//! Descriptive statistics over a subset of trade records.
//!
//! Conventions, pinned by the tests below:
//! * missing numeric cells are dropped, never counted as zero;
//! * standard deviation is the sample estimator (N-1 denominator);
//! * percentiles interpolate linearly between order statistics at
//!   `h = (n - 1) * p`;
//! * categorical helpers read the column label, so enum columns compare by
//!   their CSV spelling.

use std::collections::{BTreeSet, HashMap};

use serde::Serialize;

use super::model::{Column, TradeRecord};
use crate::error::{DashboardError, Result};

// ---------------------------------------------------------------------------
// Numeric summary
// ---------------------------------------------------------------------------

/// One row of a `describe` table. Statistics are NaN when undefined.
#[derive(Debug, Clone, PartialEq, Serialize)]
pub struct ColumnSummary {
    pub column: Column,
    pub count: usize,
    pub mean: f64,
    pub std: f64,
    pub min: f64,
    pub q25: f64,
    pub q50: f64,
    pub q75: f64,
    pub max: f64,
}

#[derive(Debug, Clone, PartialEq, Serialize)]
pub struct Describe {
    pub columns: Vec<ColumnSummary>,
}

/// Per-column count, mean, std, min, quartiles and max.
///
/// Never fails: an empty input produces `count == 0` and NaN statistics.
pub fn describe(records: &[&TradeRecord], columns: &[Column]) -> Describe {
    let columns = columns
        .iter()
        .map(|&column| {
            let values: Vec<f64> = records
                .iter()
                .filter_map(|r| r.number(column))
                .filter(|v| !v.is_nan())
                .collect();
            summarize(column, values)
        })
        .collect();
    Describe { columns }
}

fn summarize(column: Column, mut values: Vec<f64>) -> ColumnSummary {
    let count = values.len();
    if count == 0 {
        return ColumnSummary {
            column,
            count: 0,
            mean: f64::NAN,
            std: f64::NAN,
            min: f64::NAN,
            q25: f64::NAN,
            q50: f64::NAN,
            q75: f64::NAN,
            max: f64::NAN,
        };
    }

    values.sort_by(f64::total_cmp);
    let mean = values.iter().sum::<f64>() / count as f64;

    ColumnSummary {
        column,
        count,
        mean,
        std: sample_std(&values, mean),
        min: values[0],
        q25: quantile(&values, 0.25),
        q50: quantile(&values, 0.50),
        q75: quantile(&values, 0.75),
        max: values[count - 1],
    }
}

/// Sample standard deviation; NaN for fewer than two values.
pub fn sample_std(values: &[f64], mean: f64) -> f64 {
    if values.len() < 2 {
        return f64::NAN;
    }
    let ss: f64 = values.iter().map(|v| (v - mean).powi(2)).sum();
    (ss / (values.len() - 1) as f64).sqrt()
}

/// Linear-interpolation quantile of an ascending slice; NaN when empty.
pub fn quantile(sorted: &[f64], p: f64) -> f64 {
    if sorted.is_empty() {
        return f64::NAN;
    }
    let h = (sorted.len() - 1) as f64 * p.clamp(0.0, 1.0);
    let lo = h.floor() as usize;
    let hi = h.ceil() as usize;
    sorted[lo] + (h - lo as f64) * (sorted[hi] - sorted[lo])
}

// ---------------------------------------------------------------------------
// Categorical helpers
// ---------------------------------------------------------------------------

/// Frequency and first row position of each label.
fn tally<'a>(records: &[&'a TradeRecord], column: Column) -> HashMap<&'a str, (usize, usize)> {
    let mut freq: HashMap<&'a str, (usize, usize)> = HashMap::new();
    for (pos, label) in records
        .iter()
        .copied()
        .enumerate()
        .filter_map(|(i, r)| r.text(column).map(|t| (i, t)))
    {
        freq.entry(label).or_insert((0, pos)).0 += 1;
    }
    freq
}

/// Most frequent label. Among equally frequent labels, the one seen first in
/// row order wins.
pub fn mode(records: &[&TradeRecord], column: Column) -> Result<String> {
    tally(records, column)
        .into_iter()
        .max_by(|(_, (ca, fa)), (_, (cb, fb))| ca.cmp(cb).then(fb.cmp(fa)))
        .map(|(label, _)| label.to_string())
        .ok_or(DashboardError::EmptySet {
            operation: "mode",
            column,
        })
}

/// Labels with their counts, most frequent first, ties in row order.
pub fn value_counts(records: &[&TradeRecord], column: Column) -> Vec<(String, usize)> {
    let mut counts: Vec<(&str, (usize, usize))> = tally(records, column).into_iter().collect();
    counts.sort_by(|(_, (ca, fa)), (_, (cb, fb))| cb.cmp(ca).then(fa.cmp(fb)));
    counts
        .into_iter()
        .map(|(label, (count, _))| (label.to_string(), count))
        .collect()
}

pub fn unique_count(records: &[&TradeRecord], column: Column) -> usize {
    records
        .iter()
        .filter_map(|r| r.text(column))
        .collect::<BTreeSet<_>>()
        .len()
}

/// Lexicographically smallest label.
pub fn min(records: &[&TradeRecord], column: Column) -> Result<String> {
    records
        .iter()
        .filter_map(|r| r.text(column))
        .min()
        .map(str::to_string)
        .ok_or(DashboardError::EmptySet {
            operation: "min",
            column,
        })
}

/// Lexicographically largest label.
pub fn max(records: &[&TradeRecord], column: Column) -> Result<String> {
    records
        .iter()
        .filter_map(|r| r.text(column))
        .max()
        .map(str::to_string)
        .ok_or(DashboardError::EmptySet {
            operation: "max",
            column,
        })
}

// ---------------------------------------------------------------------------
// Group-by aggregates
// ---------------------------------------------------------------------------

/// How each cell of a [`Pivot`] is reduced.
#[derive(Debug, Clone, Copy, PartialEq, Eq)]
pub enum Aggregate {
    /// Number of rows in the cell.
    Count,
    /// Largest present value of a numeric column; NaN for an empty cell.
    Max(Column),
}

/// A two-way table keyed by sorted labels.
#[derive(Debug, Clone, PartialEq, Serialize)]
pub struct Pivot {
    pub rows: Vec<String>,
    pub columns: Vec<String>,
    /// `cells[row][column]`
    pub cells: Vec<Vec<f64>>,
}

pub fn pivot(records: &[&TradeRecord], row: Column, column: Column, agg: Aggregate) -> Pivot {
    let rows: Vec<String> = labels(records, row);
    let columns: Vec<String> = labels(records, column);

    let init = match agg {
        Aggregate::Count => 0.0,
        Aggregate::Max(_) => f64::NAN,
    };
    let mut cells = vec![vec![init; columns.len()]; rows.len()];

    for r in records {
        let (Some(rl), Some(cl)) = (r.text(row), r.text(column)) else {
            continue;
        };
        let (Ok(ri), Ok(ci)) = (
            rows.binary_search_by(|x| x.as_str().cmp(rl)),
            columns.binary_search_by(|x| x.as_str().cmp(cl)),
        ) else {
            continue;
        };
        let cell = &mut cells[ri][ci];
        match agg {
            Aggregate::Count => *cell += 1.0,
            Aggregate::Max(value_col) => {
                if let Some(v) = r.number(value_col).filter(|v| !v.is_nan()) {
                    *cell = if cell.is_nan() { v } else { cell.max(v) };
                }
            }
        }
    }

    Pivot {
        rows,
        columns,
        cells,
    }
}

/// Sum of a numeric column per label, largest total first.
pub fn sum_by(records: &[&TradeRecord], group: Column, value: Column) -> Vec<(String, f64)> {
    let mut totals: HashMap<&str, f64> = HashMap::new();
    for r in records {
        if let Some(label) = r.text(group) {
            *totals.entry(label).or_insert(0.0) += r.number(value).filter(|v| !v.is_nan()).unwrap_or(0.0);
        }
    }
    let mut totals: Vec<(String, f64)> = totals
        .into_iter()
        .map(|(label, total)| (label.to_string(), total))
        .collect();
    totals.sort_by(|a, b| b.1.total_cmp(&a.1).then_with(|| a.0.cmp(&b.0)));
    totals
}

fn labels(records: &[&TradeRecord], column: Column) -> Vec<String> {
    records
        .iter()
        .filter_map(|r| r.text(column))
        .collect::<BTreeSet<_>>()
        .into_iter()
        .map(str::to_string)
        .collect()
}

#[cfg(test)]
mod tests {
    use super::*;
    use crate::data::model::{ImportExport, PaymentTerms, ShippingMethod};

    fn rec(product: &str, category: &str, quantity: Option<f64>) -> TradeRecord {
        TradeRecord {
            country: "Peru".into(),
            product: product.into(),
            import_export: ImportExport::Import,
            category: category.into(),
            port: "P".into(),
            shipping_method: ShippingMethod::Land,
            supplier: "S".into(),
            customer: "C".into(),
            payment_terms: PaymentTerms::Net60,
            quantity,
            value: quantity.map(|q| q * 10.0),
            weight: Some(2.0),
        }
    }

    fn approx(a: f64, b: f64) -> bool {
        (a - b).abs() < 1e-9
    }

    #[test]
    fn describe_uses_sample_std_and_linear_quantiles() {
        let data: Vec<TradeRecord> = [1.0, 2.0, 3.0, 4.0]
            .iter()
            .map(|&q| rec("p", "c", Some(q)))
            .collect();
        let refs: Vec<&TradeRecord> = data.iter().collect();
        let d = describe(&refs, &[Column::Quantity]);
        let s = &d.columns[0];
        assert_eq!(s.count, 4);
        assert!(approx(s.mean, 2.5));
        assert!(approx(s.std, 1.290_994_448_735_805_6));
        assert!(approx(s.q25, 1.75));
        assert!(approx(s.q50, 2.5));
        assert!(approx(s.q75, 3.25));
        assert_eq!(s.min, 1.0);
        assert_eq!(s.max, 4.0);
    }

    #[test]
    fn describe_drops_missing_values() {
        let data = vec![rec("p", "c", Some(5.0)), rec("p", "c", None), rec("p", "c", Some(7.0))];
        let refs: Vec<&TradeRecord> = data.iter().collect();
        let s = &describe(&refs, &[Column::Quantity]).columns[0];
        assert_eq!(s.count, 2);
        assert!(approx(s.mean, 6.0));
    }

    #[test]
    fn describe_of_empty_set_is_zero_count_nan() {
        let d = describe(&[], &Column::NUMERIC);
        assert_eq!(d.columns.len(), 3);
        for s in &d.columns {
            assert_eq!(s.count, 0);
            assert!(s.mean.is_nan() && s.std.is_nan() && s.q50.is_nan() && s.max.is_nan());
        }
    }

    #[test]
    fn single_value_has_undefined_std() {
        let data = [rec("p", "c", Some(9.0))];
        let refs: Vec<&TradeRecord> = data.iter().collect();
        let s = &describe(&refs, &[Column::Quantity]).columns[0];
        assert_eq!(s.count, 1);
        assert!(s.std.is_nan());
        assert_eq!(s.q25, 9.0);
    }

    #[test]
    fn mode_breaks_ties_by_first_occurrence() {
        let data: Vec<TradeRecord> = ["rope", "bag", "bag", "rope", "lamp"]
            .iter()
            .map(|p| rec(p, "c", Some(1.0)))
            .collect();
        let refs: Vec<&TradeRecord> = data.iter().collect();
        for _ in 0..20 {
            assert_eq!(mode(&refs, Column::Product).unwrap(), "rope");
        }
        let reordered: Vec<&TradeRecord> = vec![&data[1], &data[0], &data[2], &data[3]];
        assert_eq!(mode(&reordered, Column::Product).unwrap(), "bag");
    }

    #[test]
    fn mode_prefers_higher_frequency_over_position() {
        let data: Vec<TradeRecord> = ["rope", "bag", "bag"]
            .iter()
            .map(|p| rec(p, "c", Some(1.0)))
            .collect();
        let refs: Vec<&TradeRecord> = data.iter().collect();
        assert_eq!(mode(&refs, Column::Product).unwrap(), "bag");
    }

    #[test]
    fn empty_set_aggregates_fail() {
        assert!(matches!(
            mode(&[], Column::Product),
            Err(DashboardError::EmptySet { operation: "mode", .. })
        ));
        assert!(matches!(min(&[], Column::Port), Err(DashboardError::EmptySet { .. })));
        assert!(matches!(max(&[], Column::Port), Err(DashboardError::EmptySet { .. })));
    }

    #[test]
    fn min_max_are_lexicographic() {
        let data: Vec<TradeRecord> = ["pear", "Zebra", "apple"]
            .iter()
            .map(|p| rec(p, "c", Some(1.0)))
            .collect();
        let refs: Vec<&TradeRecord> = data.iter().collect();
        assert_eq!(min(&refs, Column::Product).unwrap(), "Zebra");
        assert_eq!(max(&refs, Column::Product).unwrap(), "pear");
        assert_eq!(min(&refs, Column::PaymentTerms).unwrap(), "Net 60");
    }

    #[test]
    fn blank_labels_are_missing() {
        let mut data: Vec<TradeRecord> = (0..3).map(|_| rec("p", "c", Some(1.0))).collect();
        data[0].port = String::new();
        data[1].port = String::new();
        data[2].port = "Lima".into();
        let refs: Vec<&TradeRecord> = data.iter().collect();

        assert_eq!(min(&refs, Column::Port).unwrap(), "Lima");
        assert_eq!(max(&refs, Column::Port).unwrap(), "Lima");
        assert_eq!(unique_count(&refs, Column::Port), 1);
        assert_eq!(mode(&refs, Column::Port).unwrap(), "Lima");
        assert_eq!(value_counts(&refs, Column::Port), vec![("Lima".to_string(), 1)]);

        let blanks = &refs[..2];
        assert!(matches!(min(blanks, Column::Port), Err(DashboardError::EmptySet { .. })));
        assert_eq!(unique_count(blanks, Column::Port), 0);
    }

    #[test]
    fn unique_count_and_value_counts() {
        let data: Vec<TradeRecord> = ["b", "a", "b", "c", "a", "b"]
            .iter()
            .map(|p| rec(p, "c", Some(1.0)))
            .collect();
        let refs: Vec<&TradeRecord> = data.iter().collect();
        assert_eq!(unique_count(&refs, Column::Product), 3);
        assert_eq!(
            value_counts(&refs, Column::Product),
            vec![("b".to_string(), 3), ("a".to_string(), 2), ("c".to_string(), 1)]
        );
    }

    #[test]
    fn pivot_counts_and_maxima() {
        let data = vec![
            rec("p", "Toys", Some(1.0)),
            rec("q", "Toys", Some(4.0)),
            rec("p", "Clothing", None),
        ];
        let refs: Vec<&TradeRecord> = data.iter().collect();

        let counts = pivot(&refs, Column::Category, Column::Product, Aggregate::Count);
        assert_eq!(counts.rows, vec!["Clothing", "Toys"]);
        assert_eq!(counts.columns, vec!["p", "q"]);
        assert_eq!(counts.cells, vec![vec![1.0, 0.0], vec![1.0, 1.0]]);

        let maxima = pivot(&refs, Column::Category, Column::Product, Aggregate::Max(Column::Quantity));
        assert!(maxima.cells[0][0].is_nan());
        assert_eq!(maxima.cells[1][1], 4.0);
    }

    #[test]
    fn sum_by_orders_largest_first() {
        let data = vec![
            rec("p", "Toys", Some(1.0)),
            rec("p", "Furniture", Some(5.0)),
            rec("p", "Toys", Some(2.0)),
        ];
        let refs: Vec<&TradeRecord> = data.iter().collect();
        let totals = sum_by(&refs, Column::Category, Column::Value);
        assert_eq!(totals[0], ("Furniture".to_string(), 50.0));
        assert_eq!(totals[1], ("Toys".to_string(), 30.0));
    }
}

........

- **WHAT THE TASK ASKS**
Search the listing for the word "pear" and return each line that holds it.

- **TASK RESPONSE**
        let data: Vec<TradeRecord> = ["pear", "Zebra", "apple"]
        assert_eq!(max(&refs, Column::Product).unwrap(), "pear");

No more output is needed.